> _DIRECTIONS FOR THIS TASK_
Return only those lines of the listing in which "dropped" appears.

> _THE RECORDS_
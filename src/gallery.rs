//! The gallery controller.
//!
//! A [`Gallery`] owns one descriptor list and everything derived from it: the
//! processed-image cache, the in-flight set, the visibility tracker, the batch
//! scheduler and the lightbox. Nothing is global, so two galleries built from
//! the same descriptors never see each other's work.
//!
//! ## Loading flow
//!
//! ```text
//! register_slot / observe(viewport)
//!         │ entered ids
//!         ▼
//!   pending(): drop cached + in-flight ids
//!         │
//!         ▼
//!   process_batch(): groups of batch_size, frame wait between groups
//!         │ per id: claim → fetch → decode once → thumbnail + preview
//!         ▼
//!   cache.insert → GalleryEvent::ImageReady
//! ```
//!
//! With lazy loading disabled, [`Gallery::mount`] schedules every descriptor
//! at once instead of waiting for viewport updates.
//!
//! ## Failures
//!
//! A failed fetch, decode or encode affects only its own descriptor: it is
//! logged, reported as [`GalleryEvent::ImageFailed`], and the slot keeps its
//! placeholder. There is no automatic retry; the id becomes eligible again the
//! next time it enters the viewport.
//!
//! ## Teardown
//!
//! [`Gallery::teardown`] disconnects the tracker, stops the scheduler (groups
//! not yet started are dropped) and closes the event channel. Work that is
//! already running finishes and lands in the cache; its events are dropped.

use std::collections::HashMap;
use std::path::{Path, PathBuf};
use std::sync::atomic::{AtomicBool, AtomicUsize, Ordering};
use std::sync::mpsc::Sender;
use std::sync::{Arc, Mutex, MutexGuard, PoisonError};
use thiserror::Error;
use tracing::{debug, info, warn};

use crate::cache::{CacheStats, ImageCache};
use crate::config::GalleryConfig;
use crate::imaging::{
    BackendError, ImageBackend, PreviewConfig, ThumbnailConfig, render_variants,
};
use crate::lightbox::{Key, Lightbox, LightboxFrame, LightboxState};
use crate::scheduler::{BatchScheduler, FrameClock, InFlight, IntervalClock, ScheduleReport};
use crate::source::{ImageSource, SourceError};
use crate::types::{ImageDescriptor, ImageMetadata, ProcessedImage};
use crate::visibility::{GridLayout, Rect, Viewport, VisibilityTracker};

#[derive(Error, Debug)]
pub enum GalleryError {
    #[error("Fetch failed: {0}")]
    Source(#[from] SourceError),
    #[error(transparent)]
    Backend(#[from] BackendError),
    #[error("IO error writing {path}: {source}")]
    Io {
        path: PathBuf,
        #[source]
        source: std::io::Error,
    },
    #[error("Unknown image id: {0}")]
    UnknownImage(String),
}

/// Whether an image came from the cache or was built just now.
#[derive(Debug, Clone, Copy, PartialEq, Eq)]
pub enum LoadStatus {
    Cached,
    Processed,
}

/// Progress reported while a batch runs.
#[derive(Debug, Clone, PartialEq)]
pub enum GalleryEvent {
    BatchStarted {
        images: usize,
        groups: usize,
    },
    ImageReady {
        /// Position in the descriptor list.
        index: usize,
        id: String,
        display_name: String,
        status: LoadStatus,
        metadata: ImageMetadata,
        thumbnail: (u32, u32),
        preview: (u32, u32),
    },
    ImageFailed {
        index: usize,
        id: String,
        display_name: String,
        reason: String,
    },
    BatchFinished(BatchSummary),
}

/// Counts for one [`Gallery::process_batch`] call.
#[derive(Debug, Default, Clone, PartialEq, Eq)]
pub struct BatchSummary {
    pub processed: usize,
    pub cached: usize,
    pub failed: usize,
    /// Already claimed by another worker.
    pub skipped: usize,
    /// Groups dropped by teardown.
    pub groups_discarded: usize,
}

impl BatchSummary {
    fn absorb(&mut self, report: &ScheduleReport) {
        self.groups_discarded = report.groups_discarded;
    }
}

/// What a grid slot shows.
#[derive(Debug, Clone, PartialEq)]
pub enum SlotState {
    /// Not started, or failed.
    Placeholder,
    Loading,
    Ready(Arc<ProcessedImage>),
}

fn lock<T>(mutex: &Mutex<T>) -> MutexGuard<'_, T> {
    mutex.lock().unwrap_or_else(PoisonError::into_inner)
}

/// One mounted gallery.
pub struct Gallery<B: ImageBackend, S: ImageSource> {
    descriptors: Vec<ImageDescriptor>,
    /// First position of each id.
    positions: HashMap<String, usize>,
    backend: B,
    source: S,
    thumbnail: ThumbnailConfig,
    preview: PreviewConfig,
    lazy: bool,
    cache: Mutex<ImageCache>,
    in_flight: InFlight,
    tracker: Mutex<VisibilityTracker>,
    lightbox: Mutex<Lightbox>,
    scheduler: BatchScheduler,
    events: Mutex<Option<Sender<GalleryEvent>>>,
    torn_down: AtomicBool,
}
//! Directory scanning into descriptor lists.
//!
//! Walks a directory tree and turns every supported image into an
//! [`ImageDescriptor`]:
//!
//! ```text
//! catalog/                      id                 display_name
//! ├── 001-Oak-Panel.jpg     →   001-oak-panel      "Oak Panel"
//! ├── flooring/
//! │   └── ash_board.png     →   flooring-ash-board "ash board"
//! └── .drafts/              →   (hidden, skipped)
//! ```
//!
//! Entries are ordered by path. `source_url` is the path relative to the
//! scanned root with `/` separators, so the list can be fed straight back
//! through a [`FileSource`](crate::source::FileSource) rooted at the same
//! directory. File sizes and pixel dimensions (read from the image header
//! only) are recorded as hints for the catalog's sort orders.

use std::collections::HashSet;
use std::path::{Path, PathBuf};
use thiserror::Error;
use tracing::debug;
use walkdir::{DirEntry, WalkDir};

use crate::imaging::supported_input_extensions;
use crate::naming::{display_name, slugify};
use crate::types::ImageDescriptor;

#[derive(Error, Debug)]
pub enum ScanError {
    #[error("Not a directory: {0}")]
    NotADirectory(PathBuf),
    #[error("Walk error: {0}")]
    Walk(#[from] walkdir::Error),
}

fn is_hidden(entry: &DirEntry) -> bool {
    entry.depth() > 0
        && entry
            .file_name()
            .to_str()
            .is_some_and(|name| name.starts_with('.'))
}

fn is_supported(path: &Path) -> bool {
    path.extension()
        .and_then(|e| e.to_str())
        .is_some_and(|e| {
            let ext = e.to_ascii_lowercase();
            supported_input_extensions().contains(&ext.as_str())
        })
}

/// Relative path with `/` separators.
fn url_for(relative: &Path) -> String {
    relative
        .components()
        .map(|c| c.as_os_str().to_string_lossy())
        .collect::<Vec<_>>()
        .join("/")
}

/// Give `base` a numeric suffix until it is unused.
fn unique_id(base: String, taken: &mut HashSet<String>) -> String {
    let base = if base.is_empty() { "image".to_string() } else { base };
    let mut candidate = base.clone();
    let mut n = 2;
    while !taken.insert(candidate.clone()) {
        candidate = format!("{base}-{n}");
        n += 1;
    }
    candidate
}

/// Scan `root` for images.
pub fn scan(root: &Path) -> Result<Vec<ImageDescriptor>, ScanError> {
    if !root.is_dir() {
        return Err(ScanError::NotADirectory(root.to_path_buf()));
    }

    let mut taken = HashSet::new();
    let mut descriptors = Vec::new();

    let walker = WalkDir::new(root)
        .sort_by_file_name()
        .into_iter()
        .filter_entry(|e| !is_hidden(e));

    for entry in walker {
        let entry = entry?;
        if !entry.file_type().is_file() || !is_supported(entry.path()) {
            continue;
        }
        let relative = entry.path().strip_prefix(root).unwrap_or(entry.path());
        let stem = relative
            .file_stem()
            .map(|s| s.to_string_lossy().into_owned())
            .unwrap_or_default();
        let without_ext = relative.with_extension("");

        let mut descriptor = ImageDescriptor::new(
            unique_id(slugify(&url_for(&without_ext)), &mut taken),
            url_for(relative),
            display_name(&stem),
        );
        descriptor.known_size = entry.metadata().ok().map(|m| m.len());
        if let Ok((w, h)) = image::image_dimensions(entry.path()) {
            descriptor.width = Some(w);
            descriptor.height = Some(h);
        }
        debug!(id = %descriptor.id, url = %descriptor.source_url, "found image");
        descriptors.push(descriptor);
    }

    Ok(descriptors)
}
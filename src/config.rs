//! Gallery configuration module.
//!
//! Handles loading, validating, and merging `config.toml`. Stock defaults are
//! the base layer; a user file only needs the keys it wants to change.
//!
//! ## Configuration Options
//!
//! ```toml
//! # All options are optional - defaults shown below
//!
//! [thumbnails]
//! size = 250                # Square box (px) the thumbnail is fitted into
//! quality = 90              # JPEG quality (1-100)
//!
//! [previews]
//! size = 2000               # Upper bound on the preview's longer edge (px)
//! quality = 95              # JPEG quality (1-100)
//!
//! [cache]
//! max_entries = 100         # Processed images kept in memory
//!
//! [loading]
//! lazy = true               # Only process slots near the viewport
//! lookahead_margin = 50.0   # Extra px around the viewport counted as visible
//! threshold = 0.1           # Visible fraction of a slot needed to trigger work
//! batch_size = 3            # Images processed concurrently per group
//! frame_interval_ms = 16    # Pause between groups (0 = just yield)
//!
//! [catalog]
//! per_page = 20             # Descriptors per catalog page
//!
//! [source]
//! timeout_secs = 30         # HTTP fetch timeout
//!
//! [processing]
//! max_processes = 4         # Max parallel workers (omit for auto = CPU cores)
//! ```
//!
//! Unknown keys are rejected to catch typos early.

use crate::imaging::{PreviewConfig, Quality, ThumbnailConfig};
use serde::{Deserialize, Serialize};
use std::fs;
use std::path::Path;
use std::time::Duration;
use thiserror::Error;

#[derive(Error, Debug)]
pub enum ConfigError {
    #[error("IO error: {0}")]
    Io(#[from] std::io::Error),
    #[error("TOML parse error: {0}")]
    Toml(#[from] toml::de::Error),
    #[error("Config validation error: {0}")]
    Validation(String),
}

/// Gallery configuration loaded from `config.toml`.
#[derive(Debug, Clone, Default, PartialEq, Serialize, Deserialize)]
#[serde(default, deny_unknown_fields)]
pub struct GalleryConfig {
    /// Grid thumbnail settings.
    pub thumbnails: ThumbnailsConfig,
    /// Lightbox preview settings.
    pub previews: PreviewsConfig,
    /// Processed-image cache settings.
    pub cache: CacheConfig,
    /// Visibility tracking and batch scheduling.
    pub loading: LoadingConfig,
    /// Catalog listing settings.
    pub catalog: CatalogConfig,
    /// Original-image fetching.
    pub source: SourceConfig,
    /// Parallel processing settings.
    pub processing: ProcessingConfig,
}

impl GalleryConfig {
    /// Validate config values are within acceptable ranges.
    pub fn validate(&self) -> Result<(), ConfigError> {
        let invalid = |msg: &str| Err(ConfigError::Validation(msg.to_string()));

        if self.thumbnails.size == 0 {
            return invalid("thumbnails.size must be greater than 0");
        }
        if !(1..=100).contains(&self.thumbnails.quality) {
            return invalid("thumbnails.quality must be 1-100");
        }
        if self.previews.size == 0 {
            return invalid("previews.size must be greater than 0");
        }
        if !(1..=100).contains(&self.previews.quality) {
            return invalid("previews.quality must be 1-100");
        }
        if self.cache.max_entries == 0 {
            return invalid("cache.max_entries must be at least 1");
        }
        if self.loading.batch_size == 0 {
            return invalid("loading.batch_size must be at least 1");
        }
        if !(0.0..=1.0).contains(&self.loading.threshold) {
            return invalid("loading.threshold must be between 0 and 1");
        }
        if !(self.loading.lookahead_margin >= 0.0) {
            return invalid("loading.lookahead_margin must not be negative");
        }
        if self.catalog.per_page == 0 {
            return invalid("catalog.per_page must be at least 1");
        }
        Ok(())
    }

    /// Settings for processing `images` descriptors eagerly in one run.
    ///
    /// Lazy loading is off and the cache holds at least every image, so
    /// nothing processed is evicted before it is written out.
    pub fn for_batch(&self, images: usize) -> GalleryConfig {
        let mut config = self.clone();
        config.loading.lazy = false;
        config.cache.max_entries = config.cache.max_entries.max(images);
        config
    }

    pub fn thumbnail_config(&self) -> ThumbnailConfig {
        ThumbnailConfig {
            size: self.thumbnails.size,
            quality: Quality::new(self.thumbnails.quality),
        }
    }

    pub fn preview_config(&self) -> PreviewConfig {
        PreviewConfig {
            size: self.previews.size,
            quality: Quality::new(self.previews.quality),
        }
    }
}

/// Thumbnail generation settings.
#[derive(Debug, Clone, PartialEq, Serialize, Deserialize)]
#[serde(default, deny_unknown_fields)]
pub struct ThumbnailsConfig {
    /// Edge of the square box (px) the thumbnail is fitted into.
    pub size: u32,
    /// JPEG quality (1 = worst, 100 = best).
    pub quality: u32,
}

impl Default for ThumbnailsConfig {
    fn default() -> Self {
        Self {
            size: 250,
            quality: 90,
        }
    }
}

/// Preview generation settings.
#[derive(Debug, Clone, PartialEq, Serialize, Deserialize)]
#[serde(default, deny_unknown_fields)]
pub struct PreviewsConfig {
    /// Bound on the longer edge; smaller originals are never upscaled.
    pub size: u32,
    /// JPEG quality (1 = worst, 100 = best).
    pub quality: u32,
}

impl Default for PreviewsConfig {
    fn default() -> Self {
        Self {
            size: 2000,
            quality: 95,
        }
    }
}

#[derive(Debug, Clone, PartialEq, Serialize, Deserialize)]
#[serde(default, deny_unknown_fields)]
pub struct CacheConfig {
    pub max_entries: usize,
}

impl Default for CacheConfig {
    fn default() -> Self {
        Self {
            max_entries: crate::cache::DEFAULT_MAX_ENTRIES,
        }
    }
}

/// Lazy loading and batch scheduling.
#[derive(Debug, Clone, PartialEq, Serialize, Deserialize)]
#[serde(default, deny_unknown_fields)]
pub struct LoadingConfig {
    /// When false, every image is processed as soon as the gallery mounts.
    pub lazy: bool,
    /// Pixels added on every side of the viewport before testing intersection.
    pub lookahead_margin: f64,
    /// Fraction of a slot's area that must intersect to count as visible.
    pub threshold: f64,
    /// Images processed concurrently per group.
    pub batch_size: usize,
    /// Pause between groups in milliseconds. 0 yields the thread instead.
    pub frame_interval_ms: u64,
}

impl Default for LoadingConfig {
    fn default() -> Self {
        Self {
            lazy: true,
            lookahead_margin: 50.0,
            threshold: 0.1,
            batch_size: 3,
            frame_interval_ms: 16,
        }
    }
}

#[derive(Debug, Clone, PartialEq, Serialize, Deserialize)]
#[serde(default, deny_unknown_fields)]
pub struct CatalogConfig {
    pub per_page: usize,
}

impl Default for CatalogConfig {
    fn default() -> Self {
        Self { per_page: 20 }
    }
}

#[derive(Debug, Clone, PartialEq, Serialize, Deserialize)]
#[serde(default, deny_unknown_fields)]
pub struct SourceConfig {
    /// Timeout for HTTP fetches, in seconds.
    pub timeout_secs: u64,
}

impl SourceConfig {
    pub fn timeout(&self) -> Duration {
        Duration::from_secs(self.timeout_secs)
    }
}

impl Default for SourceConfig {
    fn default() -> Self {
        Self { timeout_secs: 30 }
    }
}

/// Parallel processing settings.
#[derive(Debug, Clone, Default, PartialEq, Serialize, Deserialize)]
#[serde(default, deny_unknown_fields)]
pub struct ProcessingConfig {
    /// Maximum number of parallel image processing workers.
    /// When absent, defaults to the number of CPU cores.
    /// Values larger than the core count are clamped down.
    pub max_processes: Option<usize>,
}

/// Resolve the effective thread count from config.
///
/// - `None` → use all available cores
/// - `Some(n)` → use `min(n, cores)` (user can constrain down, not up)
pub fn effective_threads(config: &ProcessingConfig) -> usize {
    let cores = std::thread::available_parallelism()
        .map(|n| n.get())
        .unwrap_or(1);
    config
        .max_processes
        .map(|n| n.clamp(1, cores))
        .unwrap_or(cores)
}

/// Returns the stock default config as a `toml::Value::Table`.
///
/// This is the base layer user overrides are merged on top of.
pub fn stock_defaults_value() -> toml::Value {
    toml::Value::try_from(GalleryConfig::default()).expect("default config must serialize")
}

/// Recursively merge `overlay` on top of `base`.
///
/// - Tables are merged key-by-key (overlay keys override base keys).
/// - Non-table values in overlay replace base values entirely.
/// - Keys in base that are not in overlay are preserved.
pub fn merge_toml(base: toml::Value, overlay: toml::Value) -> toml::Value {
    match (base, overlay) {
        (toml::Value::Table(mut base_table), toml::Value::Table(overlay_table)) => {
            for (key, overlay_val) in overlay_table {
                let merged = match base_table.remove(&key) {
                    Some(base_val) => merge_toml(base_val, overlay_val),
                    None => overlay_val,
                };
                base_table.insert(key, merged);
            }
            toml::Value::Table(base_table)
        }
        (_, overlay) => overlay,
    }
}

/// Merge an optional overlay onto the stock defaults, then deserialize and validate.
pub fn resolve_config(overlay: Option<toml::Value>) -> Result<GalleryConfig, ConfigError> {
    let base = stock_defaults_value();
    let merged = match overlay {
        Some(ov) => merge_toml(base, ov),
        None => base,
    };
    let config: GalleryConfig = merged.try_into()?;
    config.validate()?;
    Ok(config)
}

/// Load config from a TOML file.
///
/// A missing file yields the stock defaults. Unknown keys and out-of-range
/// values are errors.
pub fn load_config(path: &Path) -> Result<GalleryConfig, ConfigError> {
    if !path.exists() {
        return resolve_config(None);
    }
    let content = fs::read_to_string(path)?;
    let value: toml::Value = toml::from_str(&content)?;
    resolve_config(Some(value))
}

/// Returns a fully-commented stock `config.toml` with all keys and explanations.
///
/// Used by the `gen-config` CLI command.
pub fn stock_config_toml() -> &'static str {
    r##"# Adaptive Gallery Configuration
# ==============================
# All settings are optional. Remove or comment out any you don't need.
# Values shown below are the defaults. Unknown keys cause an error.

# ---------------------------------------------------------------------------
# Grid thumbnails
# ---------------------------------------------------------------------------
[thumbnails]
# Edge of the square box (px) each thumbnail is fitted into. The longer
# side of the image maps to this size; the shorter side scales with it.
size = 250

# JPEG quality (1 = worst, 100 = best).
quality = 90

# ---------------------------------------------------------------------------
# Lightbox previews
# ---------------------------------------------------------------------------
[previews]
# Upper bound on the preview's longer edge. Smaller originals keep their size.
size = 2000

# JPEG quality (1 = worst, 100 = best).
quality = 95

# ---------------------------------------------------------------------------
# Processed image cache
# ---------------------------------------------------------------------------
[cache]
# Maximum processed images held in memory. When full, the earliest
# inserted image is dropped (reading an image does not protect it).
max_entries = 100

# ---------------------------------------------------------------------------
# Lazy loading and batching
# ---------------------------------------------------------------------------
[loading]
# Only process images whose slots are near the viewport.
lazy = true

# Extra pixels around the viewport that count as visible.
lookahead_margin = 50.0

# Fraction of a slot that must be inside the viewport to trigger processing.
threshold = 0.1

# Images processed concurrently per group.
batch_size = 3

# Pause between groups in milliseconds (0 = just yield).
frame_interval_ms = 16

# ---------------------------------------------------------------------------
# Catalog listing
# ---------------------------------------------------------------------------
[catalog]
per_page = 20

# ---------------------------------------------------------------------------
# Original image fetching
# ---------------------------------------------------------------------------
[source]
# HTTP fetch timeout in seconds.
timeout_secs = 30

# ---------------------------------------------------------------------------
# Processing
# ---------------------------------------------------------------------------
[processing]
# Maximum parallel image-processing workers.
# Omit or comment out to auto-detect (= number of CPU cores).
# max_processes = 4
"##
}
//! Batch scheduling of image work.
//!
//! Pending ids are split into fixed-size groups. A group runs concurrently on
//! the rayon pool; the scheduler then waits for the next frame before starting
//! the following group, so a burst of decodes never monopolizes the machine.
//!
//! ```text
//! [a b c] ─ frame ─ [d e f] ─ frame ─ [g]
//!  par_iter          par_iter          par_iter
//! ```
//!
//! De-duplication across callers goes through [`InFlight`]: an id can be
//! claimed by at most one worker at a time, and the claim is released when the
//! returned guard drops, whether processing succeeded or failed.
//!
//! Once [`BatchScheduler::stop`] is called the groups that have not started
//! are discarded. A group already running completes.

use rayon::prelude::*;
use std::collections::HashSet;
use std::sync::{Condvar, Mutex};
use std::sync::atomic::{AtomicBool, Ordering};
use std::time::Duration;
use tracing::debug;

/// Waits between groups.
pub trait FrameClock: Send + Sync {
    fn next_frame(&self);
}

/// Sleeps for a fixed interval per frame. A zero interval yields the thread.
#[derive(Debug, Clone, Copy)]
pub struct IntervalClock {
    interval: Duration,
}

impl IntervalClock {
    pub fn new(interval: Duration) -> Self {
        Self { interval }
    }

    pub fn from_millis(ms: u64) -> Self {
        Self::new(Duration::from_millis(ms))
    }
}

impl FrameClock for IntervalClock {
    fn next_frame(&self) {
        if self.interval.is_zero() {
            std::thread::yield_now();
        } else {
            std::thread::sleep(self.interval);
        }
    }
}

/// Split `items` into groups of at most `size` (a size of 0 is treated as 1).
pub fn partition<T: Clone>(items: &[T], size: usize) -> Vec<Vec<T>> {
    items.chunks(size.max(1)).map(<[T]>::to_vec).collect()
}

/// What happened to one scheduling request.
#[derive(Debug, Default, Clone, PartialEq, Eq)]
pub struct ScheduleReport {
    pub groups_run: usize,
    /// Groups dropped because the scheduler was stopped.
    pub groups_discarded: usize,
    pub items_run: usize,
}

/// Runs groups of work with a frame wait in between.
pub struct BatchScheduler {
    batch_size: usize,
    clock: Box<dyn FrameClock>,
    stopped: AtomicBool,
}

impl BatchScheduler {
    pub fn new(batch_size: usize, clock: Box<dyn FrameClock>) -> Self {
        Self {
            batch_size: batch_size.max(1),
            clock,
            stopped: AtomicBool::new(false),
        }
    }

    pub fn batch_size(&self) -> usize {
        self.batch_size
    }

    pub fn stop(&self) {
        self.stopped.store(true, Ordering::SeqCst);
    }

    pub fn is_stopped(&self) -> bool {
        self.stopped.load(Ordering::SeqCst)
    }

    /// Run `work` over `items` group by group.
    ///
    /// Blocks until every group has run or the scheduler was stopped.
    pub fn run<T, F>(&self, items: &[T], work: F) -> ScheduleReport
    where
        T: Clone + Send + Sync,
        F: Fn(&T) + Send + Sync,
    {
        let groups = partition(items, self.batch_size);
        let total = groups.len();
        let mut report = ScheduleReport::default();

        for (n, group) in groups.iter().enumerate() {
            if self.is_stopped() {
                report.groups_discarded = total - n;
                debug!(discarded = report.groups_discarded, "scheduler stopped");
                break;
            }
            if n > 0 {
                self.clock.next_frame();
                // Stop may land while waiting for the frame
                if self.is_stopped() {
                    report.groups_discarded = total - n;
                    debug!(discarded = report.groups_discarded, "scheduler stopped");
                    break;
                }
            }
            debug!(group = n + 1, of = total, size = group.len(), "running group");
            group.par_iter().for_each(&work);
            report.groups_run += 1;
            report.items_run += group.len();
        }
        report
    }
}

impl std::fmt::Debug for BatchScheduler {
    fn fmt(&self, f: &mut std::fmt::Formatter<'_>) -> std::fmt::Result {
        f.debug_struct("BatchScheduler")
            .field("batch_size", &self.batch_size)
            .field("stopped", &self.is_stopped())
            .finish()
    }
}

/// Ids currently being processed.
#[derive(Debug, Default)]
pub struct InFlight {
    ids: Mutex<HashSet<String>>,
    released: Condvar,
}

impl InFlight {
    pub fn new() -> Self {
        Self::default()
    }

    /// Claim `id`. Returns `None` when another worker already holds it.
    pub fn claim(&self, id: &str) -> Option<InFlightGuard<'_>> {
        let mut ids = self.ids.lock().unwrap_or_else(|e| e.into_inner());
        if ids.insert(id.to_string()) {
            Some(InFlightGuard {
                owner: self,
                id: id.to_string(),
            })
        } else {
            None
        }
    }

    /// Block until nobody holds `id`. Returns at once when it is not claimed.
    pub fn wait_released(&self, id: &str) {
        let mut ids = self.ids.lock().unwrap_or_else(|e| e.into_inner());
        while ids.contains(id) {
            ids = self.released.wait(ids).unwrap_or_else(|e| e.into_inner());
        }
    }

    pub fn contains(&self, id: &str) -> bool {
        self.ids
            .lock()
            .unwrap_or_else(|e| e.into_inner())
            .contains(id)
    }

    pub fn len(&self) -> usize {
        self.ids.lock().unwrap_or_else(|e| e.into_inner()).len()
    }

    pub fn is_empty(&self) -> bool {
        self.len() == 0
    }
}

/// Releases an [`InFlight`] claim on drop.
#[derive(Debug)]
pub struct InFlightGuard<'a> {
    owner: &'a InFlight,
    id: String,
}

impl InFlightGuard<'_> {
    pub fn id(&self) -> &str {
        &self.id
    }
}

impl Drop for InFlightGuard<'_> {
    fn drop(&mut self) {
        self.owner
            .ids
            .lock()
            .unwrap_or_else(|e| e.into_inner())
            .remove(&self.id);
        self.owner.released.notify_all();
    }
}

> _OUTPUT BELOW_
//! not yet started are dropped) and closes the event channel. Work that is
//! already running finishes and lands in the cache; its events are dropped.
    /// Groups dropped by teardown.
# inserted image is dropped (reading an image does not protect it).
    /// Groups dropped because the scheduler was stopped.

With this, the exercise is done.